Hulpprogramma’s Het computersysteem kan in principe zijn werk doen als er besturingsoftware, software voor beeldbewerking en programmatuur voor de randapparaten is. Naar wens kun je de software nog uitbreiden met allerlei hulpprogramma’s zoals bijvoorbeeld een rekenprogramma voor het maken van de juiste scan. Of programma’s waarmee je plaatjes kunt archiveren, een bewegend fotoboek kunt maken, een presentatieprogramma enz. Bedenk echter dat er van elk type programma vele soorten op de markt zijn. Zet ze niet allemaal op het systeem, maar maak keuzes.

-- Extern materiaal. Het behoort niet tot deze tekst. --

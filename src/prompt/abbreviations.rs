//! Abbreviation generation for interactive option lists
//!
//! Two strategies are provided. Acronym abbreviations concatenate the
//! initials of multi-word names and suit city names ("New York City" →
//! "NYC"). Minimal-prefix abbreviations find the shortest left-prefix of
//! each name that is unique across the whole list, and suit single-concept
//! words ("month" → "m"). Both return the prompt lines to display and the
//! abbreviation → name map used to validate the response.

use std::collections::HashMap;
use tracing::warn;

/// Catch-all key assigned to any name containing "not"
const NONE_KEY: &str = "none";
/// Catch-all key assigned to any name containing "all"
const ALL_KEY: &str = "all";

/// Returns the initials of a name: the first character of each
/// space-separated word, original case preserved.
///
/// # Examples
/// ```
/// use ridestats::prompt::abbreviations::initials;
///
/// assert_eq!(initials("Chicago"), "C");
/// assert_eq!(initials("New York City"), "NYC");
/// ```
pub fn initials(name: &str) -> String {
    name.split(' ').filter_map(|word| word.chars().next()).collect()
}

/// Creates prompt lines and an abbreviation map for a list of names using
/// their initials.
///
/// Initials are not checked for uniqueness: if two names share them, the
/// later name overwrites the earlier entry and the earlier name becomes
/// unselectable by abbreviation. This matches the historical behavior and
/// is logged rather than treated as an error.
///
/// # Arguments
/// * `names` - The names to abbreviate, pairwise distinct
///
/// # Returns
/// * `Vec<String>` - One `"<Name> [<Abbr>]"` line per name, in input order
/// * `HashMap<String, String>` - Abbreviation → name
pub fn generate_acronym_prompts<S: AsRef<str>>(
    names: &[S],
) -> (Vec<String>, HashMap<String, String>) {
    let mut abbreviations = HashMap::new();
    let mut prompts = Vec::with_capacity(names.len());
    for name in names {
        let name = name.as_ref();
        let abbreviation = initials(name);
        if let Some(displaced) = abbreviations.insert(abbreviation.clone(), name.to_string()) {
            warn!("Initials {abbreviation} clash: {displaced} is no longer selectable by abbreviation");
        }
        prompts.push(format!("{name} [{abbreviation}]"));
    }
    (prompts, abbreviations)
}

/// Creates prompt lines and an abbreviation map for a list of names using
/// each name's shortest unique left-prefix.
///
/// Two catch-alls are recognized before prefix search, checked against the
/// raw name in this order: a name containing `"not"` gets the fixed key
/// `"none"`, a name containing `"all"` gets the fixed key `"all"`. Every
/// other name claims the shortest prefix not already taken; when a new name
/// reaches a prefix an earlier name holds, the earlier name is pushed one
/// character deeper and the contested slot is tombstoned so neither name
/// can reclaim it.
///
/// # Arguments
/// * `names` - The names to abbreviate, pairwise distinct
///
/// # Returns
/// * `Vec<String>` - One `"<Name> [<prefix>]"` line per surviving name, in
///   input order
/// * `HashMap<String, String>` - Prefix → name, tombstones removed
///
/// # Examples
/// ```
/// use ridestats::prompt::abbreviations::generate_prefix_prompts;
///
/// let (prompts, map) = generate_prefix_prompts(&["month", "day", "not at all"]);
/// assert_eq!(prompts, ["month [m]", "day [d]", "not at all [none]"]);
/// assert_eq!(map["m"], "month");
/// assert_eq!(map["none"], "not at all");
/// ```
pub fn generate_prefix_prompts<S: AsRef<str>>(
    names: &[S],
) -> (Vec<String>, HashMap<String, String>) {
    // None marks a tombstoned slot: the prefix stays claimed but resolves
    // to no name.
    let mut candidates: HashMap<String, Option<String>> = HashMap::new();

    for name in names {
        let name = name.as_ref();
        if name.contains("not") {
            candidates.insert(NONE_KEY.to_string(), Some(name.to_string()));
            continue;
        } else if name.contains("all") {
            candidates.insert(ALL_KEY.to_string(), Some(name.to_string()));
            continue;
        }
        for length in 1..=name.chars().count() {
            let prefix = char_prefix(name, length);
            if !candidates.contains_key(&prefix) {
                candidates.insert(prefix, Some(name.to_string()));
                break;
            }
            // Clash. A live occupant is displaced one character deeper and
            // its old slot tombstoned; a tombstone just blocks this length.
            if let Some(Some(previous)) = candidates.get(&prefix).cloned() {
                candidates.insert(prefix, None);
                candidates.insert(char_prefix(&previous, length + 1), Some(previous));
            }
        }
    }

    // Drop the tombstones and invert for prompt rendering
    let mut abbreviations = HashMap::new();
    let mut keys_by_name = HashMap::new();
    for (key, value) in candidates {
        if let Some(name) = value {
            keys_by_name.insert(name.clone(), key.clone());
            abbreviations.insert(key, name);
        }
    }
    let prompts = names
        .iter()
        .filter_map(|name| {
            let name = name.as_ref();
            keys_by_name.get(name).map(|key| format!("{name} [{key}]"))
        })
        .collect();

    (prompts, abbreviations)
}

/// First `length` characters of `name`, clamped to its length. Prefixes are
/// taken by character, not by byte.
fn char_prefix(name: &str, length: usize) -> String {
    name.chars().take(length).collect()
}

#[cfg(test)]
mod tests {
    use super::*;

    #[test]
    fn test_initials_single_word() {
        assert_eq!(initials("Washington"), "W");
    }

    #[test]
    fn test_initials_preserve_case() {
        assert_eq!(initials("new york city"), "nyc");
    }

    #[test]
    fn test_acronym_prompts_for_cities() {
        let (prompts, map) =
            generate_acronym_prompts(&["Chicago", "New York City", "Washington"]);
        assert_eq!(
            prompts,
            ["Chicago [C]", "New York City [NYC]", "Washington [W]"]
        );
        assert_eq!(map.len(), 3);
        assert_eq!(map["C"], "Chicago");
        assert_eq!(map["NYC"], "New York City");
        assert_eq!(map["W"], "Washington");
    }

    #[test]
    fn test_acronym_clash_last_write_wins() {
        let (prompts, map) = generate_acronym_prompts(&["Washington", "Wilmington"]);
        // Both prompt lines render, but only the later name is selectable
        assert_eq!(prompts, ["Washington [W]", "Wilmington [W]"]);
        assert_eq!(map.len(), 1);
        assert_eq!(map["W"], "Wilmington");
    }

    #[test]
    fn test_prefix_prompts_without_clashes() {
        let (prompts, map) = generate_prefix_prompts(&["month", "day", "not at all"]);
        assert_eq!(prompts, ["month [m]", "day [d]", "not at all [none]"]);
        assert_eq!(map.len(), 3);
        assert_eq!(map["m"], "month");
        assert_eq!(map["d"], "day");
        assert_eq!(map["none"], "not at all");
    }

    #[test]
    fn test_prefix_clash_deepens_earlier_name() {
        let (prompts, map) = generate_prefix_prompts(&["march", "may"]);
        // "may" reaches "m" second, so "march" is pushed to "ma"... which
        // "may" also contests, leaving "march"/"may" at three characters.
        assert_eq!(map["mar"], "march");
        assert_eq!(map["may"], "may");
        assert!(!map.contains_key("m"));
        assert!(!map.contains_key("ma"));
        assert_eq!(prompts, ["march [mar]", "may [may]"]);
    }

    #[test]
    fn test_prefix_catch_all_none_wins_over_all() {
        // "not at all" contains both substrings; "not" is checked first
        let (_, map) = generate_prefix_prompts(&["not at all"]);
        assert_eq!(map.len(), 1);
        assert_eq!(map["none"], "not at all");
    }

    #[test]
    fn test_prefix_catch_all_positions_are_irrelevant() {
        let (_, map) = generate_prefix_prompts(&["all", "Monday", "not at all"]);
        assert_eq!(map["all"], "all");
        assert_eq!(map["none"], "not at all");
        assert_eq!(map["M"], "Monday");
    }

    #[test]
    fn test_prefix_idempotence() {
        let names = ["January", "June", "July", "all"];
        let first = generate_prefix_prompts(&names);
        let second = generate_prefix_prompts(&names);
        assert_eq!(first, second);
    }

    #[test]
    fn test_prefix_keys_round_trip() {
        let names = ["Monday", "Tuesday", "Thursday", "Sunday", "Saturday"];
        let (_, map) = generate_prefix_prompts(&names);
        for (key, name) in &map {
            assert!(name.starts_with(key.as_str()), "{key} is not a prefix of {name}");
            assert!(names.contains(&name.as_str()));
        }
        assert_eq!(map.len(), names.len());
    }

    #[test]
    fn test_prefix_multibyte_names() {
        let (_, map) = generate_prefix_prompts(&["Äänekoski", "Ähtäri"]);
        assert_eq!(map["Ää"], "Äänekoski");
        assert_eq!(map["Äh"], "Ähtäri");
    }
}
use thiserror::Error;

#[derive(Debug, Error)]
pub enum AppError {
    /// The user failed to make a valid selection within the allowed number
    /// of prompt attempts. Carries the last raw input, or `''` when the
    /// final input was blank.
    #[error("Invalid selection: {input}")]
    InvalidSelection { input: String },

    /// Stdin reached end of input while a prompt was waiting for a line.
    /// The session loop treats this as a clean exit, not a failure.
    #[error("Input stream closed")]
    InputClosed,

    #[error("No CSV datasets were found in {dir}")]
    NoDatasets { dir: String },

    #[error("Failed to read dataset: {0}")]
    Csv(#[from] csv::Error),

    #[error("Dataset {file} is missing required column: {column}")]
    MissingColumn { file: String, column: String },

    #[error("I/O error: {0}")]
    Io(#[from] std::io::Error),

    #[error("TOML serialization error: {0}")]
    TomlSerialize(#[from] toml::ser::Error),

    #[error("TOML deserialization error: {0}")]
    TomlDeserialize(#[from] toml::de::Error),

    #[error("Configuration error: {0}")]
    Config(String),

    #[error("Date/time parsing error: {0}")]
    DateTimeParse(String),

    #[error("Log setup error: {0}")]
    LogSetup(String),
}

impl AppError {
    /// Create a configuration error with context
    pub fn config_error(msg: impl Into<String>) -> Self {
        Self::Config(msg.into())
    }

    /// Create a date/time parsing error with context
    pub fn datetime_parse_error(msg: impl Into<String>) -> Self {
        Self::DateTimeParse(msg.into())
    }

    /// Create a log setup error with context
    pub fn log_setup_error(msg: impl Into<String>) -> Self {
        Self::LogSetup(msg.into())
    }

    /// Create an invalid-selection error from the last raw input, mapping a
    /// blank line to the explicit empty-input marker.
    pub fn invalid_selection(raw: &str) -> Self {
        let input = if raw.is_empty() {
            "''".to_string()
        } else {
            raw.to_string()
        };
        Self::InvalidSelection { input }
    }
}
//! Progress animation shown while statistics are being computed
//!
//! A short highlight slides across a dotted track, redrawn in place with a
//! carriage return. The animation runs as a spawned task owned by a
//! [`ProgressHandle`]; the handle carries its own cancellation flag, so no
//! process-wide state is involved.

use crate::constants::progress::{HIGHLIGHT, MAX_STEPS, STEP_MS, TRACK_WIDTH};
use crate::ui::colors;
use std::io::Write;
use std::sync::Arc;
use std::sync::atomic::{AtomicBool, Ordering};
use std::time::Duration;
use tokio::task::JoinHandle;

/// Sliding-highlight indicator. Holds only the current step; rendering is a
/// pure function of it.
#[derive(Debug, Clone, Default)]
pub struct ProgressIndicator {
    step: usize,
}

impl ProgressIndicator {
    pub fn new() -> Self {
        Self::default()
    }

    /// Renders the current frame: dots to the left of the highlight, the
    /// visible part of the highlight, dots to the right. The highlight
    /// enters from the left edge and slides off the right one.
    pub fn frame(&self) -> String {
        let cycle = TRACK_WIDTH + HIGHLIGHT.len();
        let iteration = self.step % cycle;
        let left = iteration as isize - HIGHLIGHT.len() as isize;
        let right = iteration;

        let num_left = left.max(0) as usize;
        let num_highlight = right.min(TRACK_WIDTH) - num_left;
        let num_right = TRACK_WIDTH - (num_left + num_highlight);

        format!(
            " {}{}{}",
            ".".repeat(num_left),
            &HIGHLIGHT[..num_highlight],
            ".".repeat(num_right)
        )
    }

    /// Advances to the next animation step
    pub fn advance(&mut self) {
        self.step += 1;
    }
}

/// Owns a running progress animation: the cancellation flag and the spawned
/// task. Dropping the handle without calling [`ProgressHandle::stop`] leaves
/// the task to finish its cycle on its own.
pub struct ProgressHandle {
    cancel: Arc<AtomicBool>,
    task: JoinHandle<()>,
}

impl ProgressHandle {
    /// Starts the animation task and returns the handle owning it.
    pub fn start() -> Self {
        let cancel = Arc::new(AtomicBool::new(false));
        let flag = Arc::clone(&cancel);
        let task = tokio::spawn(async move {
            let mut indicator = ProgressIndicator::new();
            for _ in 0..MAX_STEPS {
                if flag.load(Ordering::Relaxed) {
                    break;
                }
                tokio::time::sleep(Duration::from_millis(STEP_MS)).await;
                print!("{}\r", colors::paint(&indicator.frame(), colors::info_fg()));
                let _ = std::io::stdout().flush();
                indicator.advance();
            }
            // Clear the animation line before normal output resumes
            print!("{}\r", " ".repeat(TRACK_WIDTH + 2));
            let _ = std::io::stdout().flush();
        });
        Self { cancel, task }
    }

    /// Signals the task to stop and waits for it to clear the line.
    pub async fn stop(self) {
        self.cancel.store(true, Ordering::Relaxed);
        let _ = self.task.await;
    }
}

De harde schijf is zo vol!
Op de CDigidag staan verschillende mogelijkheden om met software voor beeldbewerking aan de slag te gaan. Ook een scala aan hulpprogramma’s is op de Cd te vinden, zodat je eens kunt rondkijken wat er allemaal voorhanden is.
24
UITVOER De printer De uiteindelijke bewerkte beelden kun je ook weer op papier of film krijgen, maar je kunt ook allerlei ander toepassingen bedenken, waarover later meer. De meest voor de hand liggende mogelijkheid is het printen van een bewerkte foto. Daarvoor moet je aan je computersysteem een printer hebben aangesloten. Printers worden grofweg in 3 types geleverd: §
inkjet/bubblejet printer
§
laserprinter
§
dye-sublimation printer
Het laatste type is meer voor professionele fotolaboratoria geschikt vanwege de speciale techniek en de hoge aanschafprijs van zowel printer, inkten en papier. Wel een printer om eens een keer een mooie bewerkte foto op te laten afdrukken. Voor thuisgebruik komen de overige types het meest in aanmerking, waarbij de laserprinter op dit moment voornamelijk nog voor zwart/wit afdrukken wordt ingezet. Blijven eigenlijk de inktjet en bubblejet printers over als meest geschikte mogelijkheid om foto’s te printen. Kwaliteit, snelheid en prijs zijn bij de laatst genoemde groep de criteria waar het om draait. Toonaangevende merken op het gebied van kleurenprinters zijn Hewlett Packard, Epson en Canon. De printer is in het hele systeem feitelijk de laatste schakel. Hier worden de digitale beelden weer omgezet naar een tastbare foto op papier. Hier komen dan ook vaak de grootste problemen en misverstanden voor. In principe kun je er vanuit gaan dat wil je perfecte kleurenafdrukken uit een printer krijgen, deze ingericht moet zijn voor het verwerken van foto’s. Speciale software en aanpassingen in het apparaat zelf zorgen daarvoor. De resolutie (ofwel: het aantal beeldpunten dat kan worden geprint) is zeer bepalend voor de kwaliteit van de foto. Een foto in de maat 20 x 25 cm printen kost tijd. Zeker wanneer de resolutie hoog is. §
Verwacht van de meeste kleurenprinters geen topsnelheden.
§
Een goede fotoprinter is vaak minder geschikt om je brieven te printen. Andersom komt ook voor.
§
De inkten die gebruikt worden zijn (nog) niet goed houdbaar.
§
Inkten zijn duur en raken snel op.
§
Om echte fotokwaliteit te printen is ook goed papier nodig
§
Goed papier is niet goedkoop.
25
De kosten per afdruk zijn niet gering wanneer je besluit je foto’s via je inkjetprinter af te drukken. Geen rekening houdend met de aanschafprijs van de printer en de afschrijving kost een A4 print afgedrukt op een goede kwaliteit inktjetpapier tussen de fl. 5,- en fl. 7,50 per stuk.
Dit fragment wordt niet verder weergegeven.